• [Activity]
Set down exactly the lines that run from the line with "release it once" to the end of the data, and nothing else.

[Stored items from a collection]

* * *

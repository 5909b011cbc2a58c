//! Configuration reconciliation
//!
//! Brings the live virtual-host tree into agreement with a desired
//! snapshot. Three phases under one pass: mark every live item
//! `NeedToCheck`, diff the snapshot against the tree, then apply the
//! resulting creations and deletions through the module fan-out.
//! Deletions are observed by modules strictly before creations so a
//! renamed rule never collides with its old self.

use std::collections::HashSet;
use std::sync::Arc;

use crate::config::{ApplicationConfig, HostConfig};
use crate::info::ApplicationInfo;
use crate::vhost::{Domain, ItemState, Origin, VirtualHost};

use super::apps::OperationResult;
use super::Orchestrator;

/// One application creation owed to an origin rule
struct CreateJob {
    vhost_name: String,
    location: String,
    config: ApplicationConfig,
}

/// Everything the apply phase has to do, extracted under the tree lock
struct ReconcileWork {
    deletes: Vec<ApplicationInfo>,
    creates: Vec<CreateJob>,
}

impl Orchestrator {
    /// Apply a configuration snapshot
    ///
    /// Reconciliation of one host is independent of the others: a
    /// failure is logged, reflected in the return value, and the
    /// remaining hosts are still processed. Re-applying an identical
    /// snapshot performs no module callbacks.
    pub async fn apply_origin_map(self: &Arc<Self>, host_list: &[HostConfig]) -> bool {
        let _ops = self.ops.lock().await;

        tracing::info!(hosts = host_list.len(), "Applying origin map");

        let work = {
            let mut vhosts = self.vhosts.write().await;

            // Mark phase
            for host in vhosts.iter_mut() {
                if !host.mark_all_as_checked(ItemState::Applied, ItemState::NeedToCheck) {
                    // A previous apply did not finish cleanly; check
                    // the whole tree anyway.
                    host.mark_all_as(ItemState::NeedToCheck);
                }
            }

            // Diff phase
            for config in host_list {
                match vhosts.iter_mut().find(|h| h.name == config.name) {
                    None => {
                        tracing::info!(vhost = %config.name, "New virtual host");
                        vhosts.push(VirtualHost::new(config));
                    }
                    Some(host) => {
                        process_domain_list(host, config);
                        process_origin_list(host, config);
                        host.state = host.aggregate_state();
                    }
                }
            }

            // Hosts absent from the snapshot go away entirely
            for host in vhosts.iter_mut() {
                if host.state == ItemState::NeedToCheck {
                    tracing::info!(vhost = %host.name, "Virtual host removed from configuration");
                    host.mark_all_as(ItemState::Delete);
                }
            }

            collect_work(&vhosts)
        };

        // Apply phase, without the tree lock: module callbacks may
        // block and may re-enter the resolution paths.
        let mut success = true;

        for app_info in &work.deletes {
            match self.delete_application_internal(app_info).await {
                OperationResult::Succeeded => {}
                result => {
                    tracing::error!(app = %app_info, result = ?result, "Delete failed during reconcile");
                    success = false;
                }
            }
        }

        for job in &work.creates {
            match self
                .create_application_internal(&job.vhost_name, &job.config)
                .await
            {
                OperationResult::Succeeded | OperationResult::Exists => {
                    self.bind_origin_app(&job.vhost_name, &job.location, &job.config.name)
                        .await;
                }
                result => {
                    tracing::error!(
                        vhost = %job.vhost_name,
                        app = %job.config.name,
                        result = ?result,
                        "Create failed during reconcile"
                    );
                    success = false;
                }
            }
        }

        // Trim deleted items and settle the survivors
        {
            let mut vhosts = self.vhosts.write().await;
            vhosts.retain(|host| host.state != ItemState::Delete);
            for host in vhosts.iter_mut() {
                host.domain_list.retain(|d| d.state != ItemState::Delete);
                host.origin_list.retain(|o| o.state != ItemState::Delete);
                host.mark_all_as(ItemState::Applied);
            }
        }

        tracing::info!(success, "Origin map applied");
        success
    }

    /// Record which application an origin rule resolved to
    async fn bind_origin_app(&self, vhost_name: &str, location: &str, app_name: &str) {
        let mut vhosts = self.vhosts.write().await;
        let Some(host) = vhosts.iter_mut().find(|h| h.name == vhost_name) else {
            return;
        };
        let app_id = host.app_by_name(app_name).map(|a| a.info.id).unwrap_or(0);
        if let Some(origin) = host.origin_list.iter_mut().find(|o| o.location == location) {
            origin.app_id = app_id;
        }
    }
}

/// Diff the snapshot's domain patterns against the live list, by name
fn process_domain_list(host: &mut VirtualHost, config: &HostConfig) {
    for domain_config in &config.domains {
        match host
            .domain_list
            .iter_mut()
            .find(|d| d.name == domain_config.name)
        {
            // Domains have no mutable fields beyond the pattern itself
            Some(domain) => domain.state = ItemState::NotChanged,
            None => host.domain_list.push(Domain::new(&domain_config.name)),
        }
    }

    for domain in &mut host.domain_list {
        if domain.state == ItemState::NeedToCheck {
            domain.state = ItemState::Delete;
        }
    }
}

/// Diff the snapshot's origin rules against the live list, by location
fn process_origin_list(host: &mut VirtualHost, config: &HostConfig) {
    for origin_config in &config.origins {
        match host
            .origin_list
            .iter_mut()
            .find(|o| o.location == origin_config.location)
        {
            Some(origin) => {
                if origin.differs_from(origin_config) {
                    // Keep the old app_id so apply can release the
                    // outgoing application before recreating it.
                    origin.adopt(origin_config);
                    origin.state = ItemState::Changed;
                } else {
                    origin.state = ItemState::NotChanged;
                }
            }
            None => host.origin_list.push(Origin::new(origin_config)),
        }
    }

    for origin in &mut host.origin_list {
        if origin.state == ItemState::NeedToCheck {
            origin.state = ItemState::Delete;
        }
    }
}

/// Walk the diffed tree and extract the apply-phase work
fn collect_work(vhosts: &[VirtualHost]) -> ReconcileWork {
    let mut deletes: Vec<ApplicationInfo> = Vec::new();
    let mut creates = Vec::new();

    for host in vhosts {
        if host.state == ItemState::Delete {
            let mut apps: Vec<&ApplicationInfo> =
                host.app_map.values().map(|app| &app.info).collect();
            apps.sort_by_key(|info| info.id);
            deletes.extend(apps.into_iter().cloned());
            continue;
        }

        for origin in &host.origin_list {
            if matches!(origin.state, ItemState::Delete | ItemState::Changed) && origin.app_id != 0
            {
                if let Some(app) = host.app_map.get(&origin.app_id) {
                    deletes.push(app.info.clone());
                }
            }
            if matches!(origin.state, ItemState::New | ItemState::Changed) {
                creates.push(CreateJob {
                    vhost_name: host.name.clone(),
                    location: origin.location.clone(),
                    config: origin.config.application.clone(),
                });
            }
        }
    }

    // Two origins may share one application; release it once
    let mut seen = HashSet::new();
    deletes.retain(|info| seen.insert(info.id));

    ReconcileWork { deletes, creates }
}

* * *

• [Output below]
    // Two origins may share one application; release it once
    let mut seen = HashSet::new();
    deletes.retain(|info| seen.insert(info.id));

    ReconcileWork { deletes, creates }
}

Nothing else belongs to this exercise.